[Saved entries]

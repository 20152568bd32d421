//! Planar coordinates: projected map meters and screen pixels.

use nalgebra::Point2;
use serde::{Deserialize, Serialize};

/// Position on the screen in pixels from the top-left corner.
pub type ScreenPoint = Point2<f64>;

/// Position on the projected (Web Mercator) plane in meters.
pub type MapPoint = Point2<f64>;

/// Point on a plane.
pub trait PlanarPoint {
    /// X coordinate.
    fn x(&self) -> f64;
    /// Y coordinate.
    fn y(&self) -> f64;

    /// Euclidean distance to the other point.
    fn distance(&self, other: &impl PlanarPoint) -> f64 {
        let dx = self.x() - other.x();
        let dy = self.y() - other.y();
        (dx * dx + dy * dy).sqrt()
    }
}

/// Planar point that can be constructed from its coordinates.
pub trait NewPlanarPoint: PlanarPoint + Sized {
    /// Creates a new point.
    fn new(x: f64, y: f64) -> Self;
}

impl PlanarPoint for Point2<f64> {
    fn x(&self) -> f64 {
        self.x
    }

    fn y(&self) -> f64 {
        self.y
    }
}

impl NewPlanarPoint for Point2<f64> {
    fn new(x: f64, y: f64) -> Self {
        Point2::new(x, y)
    }
}

/// Size of a rectangular area in pixels.
#[derive(Debug, Clone, Copy, Default, PartialEq, Serialize, Deserialize)]
pub struct Size {
    width: f64,
    height: f64,
}

impl Size {
    /// Creates a new size.
    pub fn new(width: f64, height: f64) -> Self {
        Self { width, height }
    }

    /// Width.
    pub fn width(&self) -> f64 {
        self.width
    }

    /// Half of the width.
    pub fn half_width(&self) -> f64 {
        self.width / 2.0
    }

    /// Height.
    pub fn height(&self) -> f64 {
        self.height
    }

    /// Half of the height.
    pub fn half_height(&self) -> f64 {
        self.height / 2.0
    }

    /// Returns true unless both dimensions are positive.
    pub fn is_empty(&self) -> bool {
        !(self.width > 0.0 && self.height > 0.0)
    }

    /// Center of the area.
    pub fn center(&self) -> ScreenPoint {
        ScreenPoint::new(self.half_width(), self.half_height())
    }

    /// Returns true if the point lies within `0..width` and `0..height`.
    pub fn contains(&self, point: &impl PlanarPoint) -> bool {
        (0.0..=self.width).contains(&point.x()) && (0.0..=self.height).contains(&point.y())
    }
}

#[cfg(test)]
mod tests {
    use super::*;

    #[test]
    fn distance() {
        let a = ScreenPoint::new(0.0, 0.0);
        let b = ScreenPoint::new(3.0, 4.0);
        assert_eq!(a.distance(&b), 5.0);
    }

    #[test]
    fn size_center_and_contains() {
        let size = Size::new(1280.0, 720.0);
        assert_eq!(size.center(), ScreenPoint::new(640.0, 360.0));
        assert!(size.contains(&ScreenPoint::new(0.0, 720.0)));
        assert!(!size.contains(&ScreenPoint::new(-1.0, 10.0)));
        assert!(!size.is_empty());
    }

    #[test]
    fn empty_sizes() {
        assert!(Size::new(0.0, 10.0).is_empty());
        assert!(Size::new(-800.0, 600.0).is_empty());
        assert!(Size::new(800.0, -1.0).is_empty());
        assert!(Size::new(f64::NAN, 600.0).is_empty());
    }
}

Exercise directions -
Without altering anything, print all of the data again.

The completed task -
repository 20152568bd32d421
//! Planar coordinates: projected map meters and screen pixels.

use nalgebra::Point2;
use serde::{Deserialize, Serialize};

/// Position on the screen in pixels from the top-left corner.
pub type ScreenPoint = Point2<f64>;

/// Position on the projected (Web Mercator) plane in meters.
pub type MapPoint = Point2<f64>;

/// Point on a plane.
pub trait PlanarPoint {
    /// X coordinate.
    fn x(&self) -> f64;
    /// Y coordinate.
    fn y(&self) -> f64;

    /// Euclidean distance to the other point.
    fn distance(&self, other: &impl PlanarPoint) -> f64 {
        let dx = self.x() - other.x();
        let dy = self.y() - other.y();
        (dx * dx + dy * dy).sqrt()
    }
}

/// Planar point that can be constructed from its coordinates.
pub trait NewPlanarPoint: PlanarPoint + Sized {
    /// Creates a new point.
    fn new(x: f64, y: f64) -> Self;
}

impl PlanarPoint for Point2<f64> {
    fn x(&self) -> f64 {
        self.x
    }

    fn y(&self) -> f64 {
        self.y
    }
}

impl NewPlanarPoint for Point2<f64> {
    fn new(x: f64, y: f64) -> Self {
        Point2::new(x, y)
    }
}

/// Size of a rectangular area in pixels.
#[derive(Debug, Clone, Copy, Default, PartialEq, Serialize, Deserialize)]
pub struct Size {
    width: f64,
    height: f64,
}

impl Size {
    /// Creates a new size.
    pub fn new(width: f64, height: f64) -> Self {
        Self { width, height }
    }

    /// Width.
    pub fn width(&self) -> f64 {
        self.width
    }

    /// Half of the width.
    pub fn half_width(&self) -> f64 {
        self.width / 2.0
    }

    /// Height.
    pub fn height(&self) -> f64 {
        self.height
    }

    /// Half of the height.
    pub fn half_height(&self) -> f64 {
        self.height / 2.0
    }

    /// Returns true unless both dimensions are positive.
    pub fn is_empty(&self) -> bool {
        !(self.width > 0.0 && self.height > 0.0)
    }

    /// Center of the area.
    pub fn center(&self) -> ScreenPoint {
        ScreenPoint::new(self.half_width(), self.half_height())
    }

    /// Returns true if the point lies within `0..width` and `0..height`.
    pub fn contains(&self, point: &impl PlanarPoint) -> bool {
        (0.0..=self.width).contains(&point.x()) && (0.0..=self.height).contains(&point.y())
    }
}

#[cfg(test)]
mod tests {
    use super::*;

    #[test]
    fn distance() {
        let a = ScreenPoint::new(0.0, 0.0);
        let b = ScreenPoint::new(3.0, 4.0);
        assert_eq!(a.distance(&b), 5.0);
    }

    #[test]
    fn size_center_and_contains() {
        let size = Size::new(1280.0, 720.0);
        assert_eq!(size.center(), ScreenPoint::new(640.0, 360.0));
        assert!(size.contains(&ScreenPoint::new(0.0, 720.0)));
        assert!(!size.contains(&ScreenPoint::new(-1.0, 10.0)));
        assert!(!size.is_empty());
    }

    #[test]
    fn empty_sizes() {
        assert!(Size::new(0.0, 10.0).is_empty());
        assert!(Size::new(-800.0, 600.0).is_empty());
        assert!(Size::new(800.0, -1.0).is_empty());
        assert!(Size::new(f64::NAN, 600.0).is_empty());
    }
}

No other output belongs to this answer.